One of the things that I think is very germane to this gathering is that a lot of the basis of artificial intelligence and machine learning is fundamentally built on - for lack of a better term here - mass theft of people’s data. A lot of use of data that there was never appropriate consent for. I know that’s a bit you know, way up, but I don’t think it should be lost on us. It’s sort of incoherent with a lot of the other things that are part of thinking about police operations. So let’s just pin that to the side.

Also want to share that because that is still a that’s a feature of what people are trying to understand. If we need to do access to justice or think about regulation — what do you do if the foundation of the model or the product or the or the tool is itself up to challenge? I just want us all to be aware that we’re not standing on stable ground in terms of the basis of the construct of the creation of these technologies, and that’s an internationally nationally recognized problem. So just want to leave that there, because we have to think about what we’re using, and how to be accountable for it.

It’s nice to hear this thinking of how to think more generically about technology because I think artificial intelligence is going to be a moving target. It’s an attractive marketing term right now, because there’s a lot of money related to it. As soon as it’s too hot, and it’s getting pretty hot, it’s going to be called something else. And so you really have to be careful from a definitional perspective. And I really like the thinking here that you’re thinking about software, thinking about automation, and thinking about technology a bit more broadly. Because I think the work you’ve done here, you might want to be able to pull it back a bit and into the future for things that might not be called artificial intelligence. So that’s helpful.

Which brings me to close on the specific to the procedure that we see before us today. In terms of supporting access to justice and people’s access to their rights.

It’s really well known that people need to know a tool is being used in order to have any way to say, Hey, I think my rights might not have been respected. And so I just want to really double down on the idea that transparency is so critical here, and that anytime even this mention of something covert.. it’s so important, because when people are trying to figure out right now in the regulatory and legislative spaces, how to regulate.

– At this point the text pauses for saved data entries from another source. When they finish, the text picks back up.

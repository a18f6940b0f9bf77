//! HTTP mocking utilities for webhook testing.

use std::time::{Duration, Instant};

use serde_json::Value;
use wiremock::{
    matchers::{method, path},
    Mock, MockServer as WiremockServer, ResponseTemplate,
};

/// Mock webhook receiver.
pub struct MockServer {
    server: WiremockServer,
}

impl MockServer {
    /// Starts a new mock server on a random port.
    pub async fn start() -> Self {
        Self { server: WiremockServer::start().await }
    }

    /// Returns the full URL for `path` on this server.
    pub fn endpoint_url(&self, path: &str) -> String {
        format!("{}{}", self.server.uri(), path)
    }

    /// Answers every POST to `endpoint` with `status`.
    pub async fn mock_webhook(&self, endpoint: &str, status: u16) {
        Mock::given(method("POST"))
            .and(path(endpoint))
            .respond_with(ResponseTemplate::new(status))
            .mount(&self.server)
            .await;
    }

    /// Returns the JSON bodies of every request received so far.
    pub async fn received_bodies(&self) -> Vec<Value> {
        self.server
            .received_requests()
            .await
            .unwrap_or_default()
            .iter()
            .filter_map(|request| serde_json::from_slice(&request.body).ok())
            .collect()
    }

    /// Polls until at least `expected` requests arrived or `timeout` passes.
    ///
    /// Returns whatever bodies were received by then.
    pub async fn wait_for_requests(&self, expected: usize, timeout: Duration) -> Vec<Value> {
        let deadline = Instant::now() + timeout;
        loop {
            let bodies = self.received_bodies().await;
            if bodies.len() >= expected || Instant::now() >= deadline {
                return bodies;
            }
            tokio::time::sleep(Duration::from_millis(20)).await;
        }
    }
}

We’re really dealing in these contexts where people don’t know that a tool is being used on them. There is no path to access to justice. It can’t be walked if someone doesn’t know [the use of] a tool is in motion. So this really gets down to the exemptions that are referenced here. Which I would assume follow on from the policy.

In terms of “Product is covert in nature”. So you’re going to speak to the type of product — well, that might not be adequate for someone to be able to understand and study whether there’s a rights case to be made in terms of how that product or service was developed. So just to keep that in mind. I’m sure you’ve thought about it before.

The reason I’m saying this to you again now is that speaking to people just in the last month, this is really the way that people in legislative circles are trying to think about how we make sure people have a path for access to justice, and transparency keeps coming up again and again, it is imperfect but absolutely fundamental. And so really would encourage more specificity here if it’s possible.

And the same with the second exemption — these suggestions are both referring to clause or section 24, on the fourth page of the report — that public disclosure of the product or details of the product, as per MFIPPA would stop full disclosure.

We really have to think about instead of going to the low bar here and being compliant, I think we have to think about overacting - being so proactive on disclosure, because this is really the bleeding edge of how people are trying to think about regulation.

I understand there’s been a lot of thought on this already. I applaud it and I’m grateful for the work being done publicly. But the more documentation and the more proactive disclosure over and above minimum requirements is really going to help everyone out here. Thank you.